◆ Exercise material
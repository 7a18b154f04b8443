//! Dataset registry and CSV loading.
//!
//! The analysis runs over a fixed set of three solar-sensor files. Each file
//! is loaded into a column-oriented [`Dataset`] that keeps the raw cell text
//! (so cleaned output reproduces the input formatting) alongside a parsed
//! numeric view for columns where every present cell is a number.

use std::collections::HashMap;
use std::path::{Path, PathBuf};

use chrono::{NaiveDate, NaiveDateTime};
use serde::Serialize;
use tracing::{debug, info};

use crate::error::{Error, Result};

/// Cell texts treated as missing values.
pub const NA_TOKENS: &[&str] = &[
    "", "#N/A", "#N/A N/A", "#NA", "-1.#IND", "-1.#QNAN", "-NaN", "-nan", "1.#IND", "1.#QNAN",
    "<NA>", "N/A", "NA", "NULL", "NaN", "None", "n/a", "nan", "null",
];

/// Column holding the measurement timestamp.
pub const DATE_COLUMN: &str = "Date";

const DATETIME_FORMATS: [&str; 4] = [
    "%Y-%m-%d %H:%M:%S",
    "%Y-%m-%d %H:%M",
    "%Y-%m-%dT%H:%M:%S",
    "%m/%d/%Y %H:%M",
];

const DATE_FORMAT: &str = "%Y-%m-%d";

/// Parse a timestamp in any of the accepted layouts.
#[must_use]
pub fn parse_timestamp(text: &str) -> Option<NaiveDateTime> {
    let text = text.trim();
    DATETIME_FORMATS
        .iter()
        .find_map(|fmt| NaiveDateTime::parse_from_str(text, fmt).ok())
        .or_else(|| {
            NaiveDate::parse_from_str(text, DATE_FORMAT)
                .ok()
                .and_then(|d| d.and_hms_opt(0, 0, 0))
        })
}

/// One of the fixed input files.
#[derive(Debug, Clone, Copy, PartialEq, Eq, Hash, Serialize)]
pub enum DatasetFile {
    /// Malanville, Benin.
    BeninMalanville,
    /// Bumbuna, Sierra Leone.
    SierraLeoneBumbuna,
    /// Dapaong, Togo (quality-controlled).
    TogoDapaongQc,
}

impl DatasetFile {
    /// Every dataset, in processing order.
    pub const ALL: [DatasetFile; 3] = [
        Self::BeninMalanville,
        Self::SierraLeoneBumbuna,
        Self::TogoDapaongQc,
    ];

    /// File name inside the data directory.
    #[must_use]
    pub fn file_name(self) -> &'static str {
        match self {
            Self::BeninMalanville => "benin-malanville.csv",
            Self::SierraLeoneBumbuna => "sierraleone-bumbuna.csv",
            Self::TogoDapaongQc => "togo-dapaong_qc.csv",
        }
    }

    /// Dataset name: the file name up to its first `.`.
    #[must_use]
    pub fn name(self) -> &'static str {
        let file = self.file_name();
        file.split('.').next().unwrap_or(file)
    }

    /// Full path of this dataset under `data_dir`.
    #[must_use]
    pub fn path_in(self, data_dir: &Path) -> PathBuf {
        data_dir.join(self.file_name())
    }

    /// Look up a dataset by name.
    ///
    /// # Errors
    ///
    /// Returns [`Error::UnknownDataset`] if no dataset has that name.
    pub fn from_name(name: &str) -> Result<Self> {
        Self::ALL
            .into_iter()
            .find(|d| d.name() == name)
            .ok_or_else(|| Error::unknown_dataset(name))
    }
}

impl std::fmt::Display for DatasetFile {
    fn fmt(&self, f: &mut std::fmt::Formatter<'_>) -> std::fmt::Result {
        f.write_str(self.name())
    }
}

/// A single column of a dataset.
#[derive(Debug, Clone, PartialEq)]
pub struct Column {
    /// Header name (deduplicated).
    pub name: String,
    /// Raw cell text, `None` for missing cells.
    pub cells: Vec<Option<String>>,
    /// Parsed values when the column is numeric.
    pub values: Option<Vec<Option<f64>>>,
}

impl Column {
    /// Build a column from raw cells, inferring whether it is numeric.
    #[must_use]
    pub fn from_cells(name: impl Into<String>, cells: Vec<Option<String>>) -> Self {
        let values = cells
            .iter()
            .map(|cell| match cell {
                None => Some(None),
                Some(text) => text.trim().parse::<f64>().ok().map(Some),
            })
            .collect::<Option<Vec<_>>>();

        Self {
            name: name.into(),
            cells,
            values,
        }
    }

    /// Whether every present cell parsed as a number.
    #[must_use]
    pub fn is_numeric(&self) -> bool {
        self.values.is_some()
    }

    /// Number of missing cells.
    #[must_use]
    pub fn missing_count(&self) -> usize {
        self.cells.iter().filter(|c| c.is_none()).count()
    }

    /// Present numeric values, in row order.
    #[must_use]
    pub fn present_values(&self) -> Vec<f64> {
        self.values
            .as_ref()
            .map(|values| values.iter().flatten().copied().collect())
            .unwrap_or_default()
    }

    /// Number of rows.
    #[must_use]
    pub fn len(&self) -> usize {
        self.cells.len()
    }

    /// Whether the column has no rows.
    #[must_use]
    pub fn is_empty(&self) -> bool {
        self.cells.is_empty()
    }
}

/// A loaded dataset.
#[derive(Debug, Clone, PartialEq)]
pub struct Dataset {
    /// Dataset name (used in output file names and titles).
    pub name: String,
    /// Columns in header order.
    pub columns: Vec<Column>,
    /// Number of data rows.
    pub row_count: usize,
}

impl Dataset {
    /// Load a headered CSV file.
    ///
    /// # Errors
    ///
    /// Returns [`Error::DatasetNotFound`] if the file does not exist,
    /// [`Error::DatasetRead`] on CSV errors, and [`Error::MalformedRow`] when a
    /// row has more fields than the header.
    pub fn load(path: &Path, name: impl Into<String>) -> Result<Self> {
        if !path.exists() {
            return Err(Error::DatasetNotFound {
                path: path.to_path_buf(),
            });
        }

        let read_err = |source| Error::DatasetRead {
            path: path.to_path_buf(),
            source,
        };

        let mut reader = csv::ReaderBuilder::new()
            .has_headers(true)
            .flexible(true)
            .from_path(path)
            .map_err(read_err)?;

        let headers = dedup_headers(reader.headers().map_err(read_err)?.iter());
        let width = headers.len();
        let mut cells: Vec<Vec<Option<String>>> = vec![Vec::new(); width];

        for (index, record) in reader.records().enumerate() {
            let record = record.map_err(read_err)?;
            if record.len() > width {
                return Err(Error::MalformedRow {
                    path: path.to_path_buf(),
                    row: index + 1,
                    expected: width,
                    found: record.len(),
                });
            }
            for (column, slot) in cells.iter_mut().enumerate() {
                slot.push(record.get(column).and_then(normalize_cell));
            }
        }

        let dataset = Self::from_columns(
            name,
            headers
                .into_iter()
                .zip(cells)
                .map(|(header, column)| Column::from_cells(header, column))
                .collect(),
        );

        info!(
            "Loaded {} ({} rows, {} columns) from {}",
            dataset.name,
            dataset.row_count,
            dataset.columns.len(),
            path.display()
        );
        Ok(dataset)
    }

    /// Assemble a dataset from prepared columns.
    #[must_use]
    pub fn from_columns(name: impl Into<String>, columns: Vec<Column>) -> Self {
        let row_count = columns.first().map_or(0, Column::len);
        Self {
            name: name.into(),
            columns,
            row_count,
        }
    }

    /// Look up a column by name.
    #[must_use]
    pub fn column(&self, name: &str) -> Option<&Column> {
        self.columns.iter().find(|c| c.name == name)
    }

    /// Whether a column with this name exists.
    #[must_use]
    pub fn has_column(&self, name: &str) -> bool {
        self.column(name).is_some()
    }

    /// Numeric columns in header order.
    pub fn numeric_columns(&self) -> impl Iterator<Item = &Column> {
        self.columns.iter().filter(|c| c.is_numeric())
    }

    /// The subset of `names` present in this dataset, in the given order.
    #[must_use]
    pub fn present<'a>(&self, names: &[&'a str]) -> Vec<&'a str> {
        names
            .iter()
            .copied()
            .filter(|name| self.has_column(name))
            .collect()
    }

    /// Parse the [`DATE_COLUMN`], or `None` when the dataset has none.
    ///
    /// Missing cells stay `None`.
    ///
    /// # Errors
    ///
    /// Returns [`Error::DateParse`] for the first present cell that matches
    /// none of the accepted layouts.
    pub fn timestamps(&self) -> Result<Option<Vec<Option<NaiveDateTime>>>> {
        let Some(date) = self.column(DATE_COLUMN) else {
            return Ok(None);
        };

        date.cells
            .iter()
            .enumerate()
            .map(|(row, cell)| match cell {
                None => Ok(None),
                Some(text) => parse_timestamp(text)
                    .map(Some)
                    .ok_or_else(|| Error::DateParse {
                        column: DATE_COLUMN.to_string(),
                        row: row + 1,
                        value: text.clone(),
                    }),
            })
            .collect::<Result<Vec<_>>>()
            .map(Some)
    }

    /// Remove a column, returning it if it existed.
    pub fn drop_column(&mut self, name: &str) -> Option<Column> {
        let index = self.columns.iter().position(|c| c.name == name)?;
        Some(self.columns.remove(index))
    }
}

/// Load the selected datasets (all of them for an empty selection) from `data_dir`.
///
/// All files are checked for existence before any of them is parsed, so a
/// missing file aborts the run without partial work.
///
/// # Errors
///
/// Returns [`Error::DatasetNotFound`] for the first missing file, or any
/// error from [`Dataset::load`].
pub fn load_all(data_dir: &Path, selection: &[DatasetFile]) -> Result<Vec<Dataset>> {
    let files: Vec<DatasetFile> = DatasetFile::ALL
        .into_iter()
        .filter(|file| selection.is_empty() || selection.contains(file))
        .collect();

    for file in &files {
        let path = file.path_in(data_dir);
        if !path.exists() {
            return Err(Error::DatasetNotFound { path });
        }
    }

    files
        .into_iter()
        .map(|file| {
            debug!("Reading dataset {}", file);
            Dataset::load(&file.path_in(data_dir), file.name())
        })
        .collect()
}

fn normalize_cell(raw: &str) -> Option<String> {
    if NA_TOKENS.contains(&raw) {
        None
    } else {
        Some(raw.to_string())
    }
}

/// Make header names unique by suffixing repeats with `.1`, `.2`, ...
fn dedup_headers<'a>(headers: impl Iterator<Item = &'a str>) -> Vec<String> {
    let mut seen: HashMap<String, usize> = HashMap::new();
    let mut names = Vec::new();

    for header in headers {
        let mut name = header.to_string();
        while let Some(count) = seen.get_mut(&name) {
            *count += 1;
            name = format!("{header}.{count}");
        }
        seen.insert(name.clone(), 0);
        names.push(name);
    }
    names
}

◆ Required action
Please return all lines in the material above that include the word "source".

◆ Exercise answer
        let read_err = |source| Error::DatasetRead {
            source,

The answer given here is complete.